Is Bitcoin really the answer?
Let’s look at the idea of a cashless economy from a totally different angle.
We’ve spoken a lot about the idea of abolishing cash as a way of the authorities imposing negative rates on savers. But what about a currency that is already – and always has been – entirely cashless?
A currency that has never had physical form as it is exclusively electronic?
Yep, it’s time to talk bitcoin.
Chances are, you’ve heard about bitcoin before. Since it first emerged as a primitive ‘crypto-currency’ four or five years ago, it’s gone from a pretty fringe idea to one of the most talked about innovations in finance.
It’s entirely electronic. And yet at the same time, it’s truly international. It isn’t issued by a government. It can’t be printed (or created out of thin air electronically) to buy votes or fund wars.
In that sense, it occupies a slightly unusual place in the financial system. The fact that it’s electronic and non-physical puts it in one category… the fact that it’s designed to be strongly anti-authority and control puts it in another.
It’s also something that’s been incredibly volatile in recent years. It’s made some people a fortune. It’s probably lost others an equally eye-watering sum. So it’s worth some of our time thinking about.
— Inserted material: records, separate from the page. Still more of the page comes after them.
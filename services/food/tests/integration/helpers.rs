use std::sync::{Arc, Mutex};

use bytes::Bytes;
use chrono::{Duration, Utc};
use uuid::Uuid;

use reelbite_domain::id::{FoodId, PartnerId, UserId};
use reelbite_domain::price::Price;
use reelbite_domain::relation::{RelationKind, ToggleOutcome};
use reelbite_food::domain::repository::{
    FoodRepository, MediaStorage, PartnerRepository, RelationRepository,
};
use reelbite_food::domain::types::{Food, FoodWithPartner, Partner};
use reelbite_food::error::FoodServiceError;

// ── InMemoryStore ────────────────────────────────────────────────────────────

struct RelationRow {
    user_id: UserId,
    food_id: FoodId,
    kind: RelationKind,
    seq: u64,
}

#[derive(Default)]
struct Tables {
    foods: Vec<Food>,
    relations: Vec<RelationRow>,
    partners: Vec<Partner>,
    seq: u64,
}

/// Shared in-memory tables. Every operation runs under one lock, which gives
/// the same all-or-nothing toggle the database transaction provides.
#[derive(Clone, Default)]
pub struct InMemoryStore {
    tables: Arc<Mutex<Tables>>,
}

impl InMemoryStore {
    pub fn with_partner(partner: Partner) -> Self {
        let store = Self::default();
        store.tables.lock().unwrap().partners.push(partner);
        store
    }

    pub fn insert_food(&self, food: Food) {
        self.tables.lock().unwrap().foods.push(food);
    }

    /// Stores a relation row and leaves the food's counters alone, so a
    /// counter can start out lower than the number of rows.
    pub fn insert_relation(&self, kind: RelationKind, user_id: UserId, food_id: FoodId) {
        let mut tables = self.tables.lock().unwrap();
        tables.seq += 1;
        let seq = tables.seq;
        tables.relations.push(RelationRow {
            user_id,
            food_id,
            kind,
            seq,
        });
    }

    pub fn food(&self, id: FoodId) -> Option<Food> {
        self.tables
            .lock()
            .unwrap()
            .foods
            .iter()
            .find(|f| f.id == id)
            .cloned()
    }

    /// Number of stored relation rows of `kind` for `food_id`.
    pub fn relation_count(&self, food_id: FoodId, kind: RelationKind) -> i64 {
        self.tables
            .lock()
            .unwrap()
            .relations
            .iter()
            .filter(|r| r.food_id == food_id && r.kind == kind)
            .count() as i64
    }
}

impl FoodRepository for InMemoryStore {
    async fn list(&self) -> Result<Vec<Food>, FoodServiceError> {
        let mut foods = self.tables.lock().unwrap().foods.clone();
        foods.sort_by(|a, b| b.created_at.cmp(&a.created_at));
        Ok(foods)
    }

    async fn find_by_id(&self, id: FoodId) -> Result<Option<Food>, FoodServiceError> {
        Ok(self.food(id))
    }

    async fn find_with_partner(
        &self,
        id: FoodId,
    ) -> Result<Option<FoodWithPartner>, FoodServiceError> {
        let tables = self.tables.lock().unwrap();
        Ok(tables.foods.iter().find(|f| f.id == id).map(|food| {
            let partner_name = tables
                .partners
                .iter()
                .find(|p| p.id == food.food_partner_id)
                .map(|p| p.name.clone());
            FoodWithPartner {
                food: food.clone(),
                partner_name,
            }
        }))
    }

    async fn list_by_partner(&self, partner_id: PartnerId) -> Result<Vec<Food>, FoodServiceError> {
        Ok(self
            .tables
            .lock()
            .unwrap()
            .foods
            .iter()
            .filter(|f| f.food_partner_id == partner_id)
            .cloned()
            .collect())
    }

    async fn create(&self, food: &Food) -> Result<(), FoodServiceError> {
        self.insert_food(food.clone());
        Ok(())
    }

    async fn delete(&self, id: FoodId) -> Result<bool, FoodServiceError> {
        let mut tables = self.tables.lock().unwrap();
        tables.relations.retain(|r| r.food_id != id);
        let before = tables.foods.len();
        tables.foods.retain(|f| f.id != id);
        Ok(tables.foods.len() != before)
    }
}

impl RelationRepository for InMemoryStore {
    async fn toggle(
        &self,
        kind: RelationKind,
        user_id: UserId,
        food_id: FoodId,
    ) -> Result<Option<ToggleOutcome>, FoodServiceError> {
        let mut tables = self.tables.lock().unwrap();
        let Some(food_idx) = tables.foods.iter().position(|f| f.id == food_id) else {
            return Ok(None);
        };
        let existing = tables
            .relations
            .iter()
            .position(|r| r.user_id == user_id && r.food_id == food_id && r.kind == kind);
        let active = match existing {
            Some(idx) => {
                tables.relations.remove(idx);
                false
            }
            None => {
                tables.seq += 1;
                let seq = tables.seq;
                tables.relations.push(RelationRow {
                    user_id,
                    food_id,
                    kind,
                    seq,
                });
                true
            }
        };
        let food = &mut tables.foods[food_idx];
        let counter = match kind {
            RelationKind::Like => &mut food.like_count,
            RelationKind::Save => &mut food.saves_count,
        };
        *counter = if active { *counter + 1 } else { (*counter - 1).max(0) };
        Ok(Some(ToggleOutcome {
            active,
            count: *counter,
        }))
    }

    async fn list_saved(&self, user_id: UserId) -> Result<Vec<Food>, FoodServiceError> {
        let tables = self.tables.lock().unwrap();
        let mut saved: Vec<&RelationRow> = tables
            .relations
            .iter()
            .filter(|r| r.user_id == user_id && r.kind == RelationKind::Save)
            .collect();
        saved.sort_by(|a, b| b.seq.cmp(&a.seq));
        Ok(saved
            .into_iter()
            .filter_map(|r| tables.foods.iter().find(|f| f.id == r.food_id).cloned())
            .collect())
    }
}

impl PartnerRepository for InMemoryStore {
    async fn find_by_id(&self, id: PartnerId) -> Result<Option<Partner>, FoodServiceError> {
        Ok(self
            .tables
            .lock()
            .unwrap()
            .partners
            .iter()
            .find(|p| p.id == id)
            .cloned())
    }
}

// ── MockStorage ──────────────────────────────────────────────────────────────

#[derive(Clone, Default)]
pub struct MockStorage {
    pub uploads: Arc<Mutex<Vec<String>>>,
}

impl MediaStorage for MockStorage {
    async fn upload(
        &self,
        file_name: &str,
        _content_type: Option<&str>,
        _bytes: Bytes,
    ) -> Result<String, FoodServiceError> {
        self.uploads.lock().unwrap().push(file_name.to_owned());
        Ok(format!("https://ik.test/reels/{file_name}"))
    }
}

// ── Test fixture helpers ─────────────────────────────────────────────────────

pub fn test_partner() -> Partner {
    Partner {
        id: PartnerId(Uuid::parse_str("00000000-0000-0000-0000-0000000000a1").unwrap()),
        name: "Spice Route".to_owned(),
        contact_name: "Asha".to_owned(),
        phone: "+91 98765 43210".to_owned(),
        email: "kitchen@spiceroute.test".to_owned(),
        address: "12 MG Road".to_owned(),
    }
}

/// A food item created `age_minutes` ago with zeroed counters.
pub fn test_food(partner_id: PartnerId, name: &str, age_minutes: i64) -> Food {
    Food {
        id: FoodId(Uuid::now_v7()),
        name: name.to_owned(),
        description: format!("{name} fresh from the tandoor"),
        price: Price::new(199.0).unwrap(),
        video_url: format!("https://ik.test/reels/{name}.mp4"),
        food_partner_id: partner_id,
        like_count: 0,
        saves_count: 0,
        created_at: Utc::now() - Duration::minutes(age_minutes),
    }
}

pub fn user() -> UserId {
    UserId(Uuid::now_v7())
}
Which is why I’ve asked Charlie Morris, who’s a real expert in this sort of stuff, to write a series of special bulletins on bitcoin, the blockchain and its place in the financial system. (By the way, if you missed Charlie’s authoritative piece of analysis on the gold market on Tuesday, I’d recommend you flick back through your email and dig it out. It was fascinating.)
I have the first of Charlie’s essays today. And Charlie tells me he’s building up to sharing a piece of bitcoin analysis that’ll be a world first next week. So keep your eyes peeled for that.
Associate Publisher, Capital and Conflict
Bitcoin and the blockchain
Bitcoin’s had one hell of a year.
The price of a single bitcoin recently touched $500, which is three times higher than it was in August this year. That’s one hell of a move in a short space of time, and I’m going to try and put that into context.
In November 2013, there were just over 12 million bitcoins in circulation and the price touched $1,200, meaning the network was briefly worth $14.4 billion. This new form of electronic money had high hopes and some felt it would genuinely catch on as it had the potential to challenge the existing system in global payments.
Bitcoin clearly got ahead of itself and the excitement about the future of money took a turn for the worse.
There were scandals such as the loss of bitcoins at the MT Gox exchange (a bitcoin trading platform), the closure of the Silk Road website (drugs and other bad things) and the banning of bitcoin wallets by Apple (users could no longer transact on their phones).
The lowest ebb came in January this year when the network value briefly dropped below $3 billion; a 77% contraction. Many high profile commentators wrote off bitcoin and predicted a future value below $1.
Today the bitcoin network appears to be alive and well. It recently saw total daily transaction volumes rise above $300 million. This growth in usage from $50 million per day in the summer has caused the price to surge. At $500 per bitcoin, the network value recently touched $7.4 billion.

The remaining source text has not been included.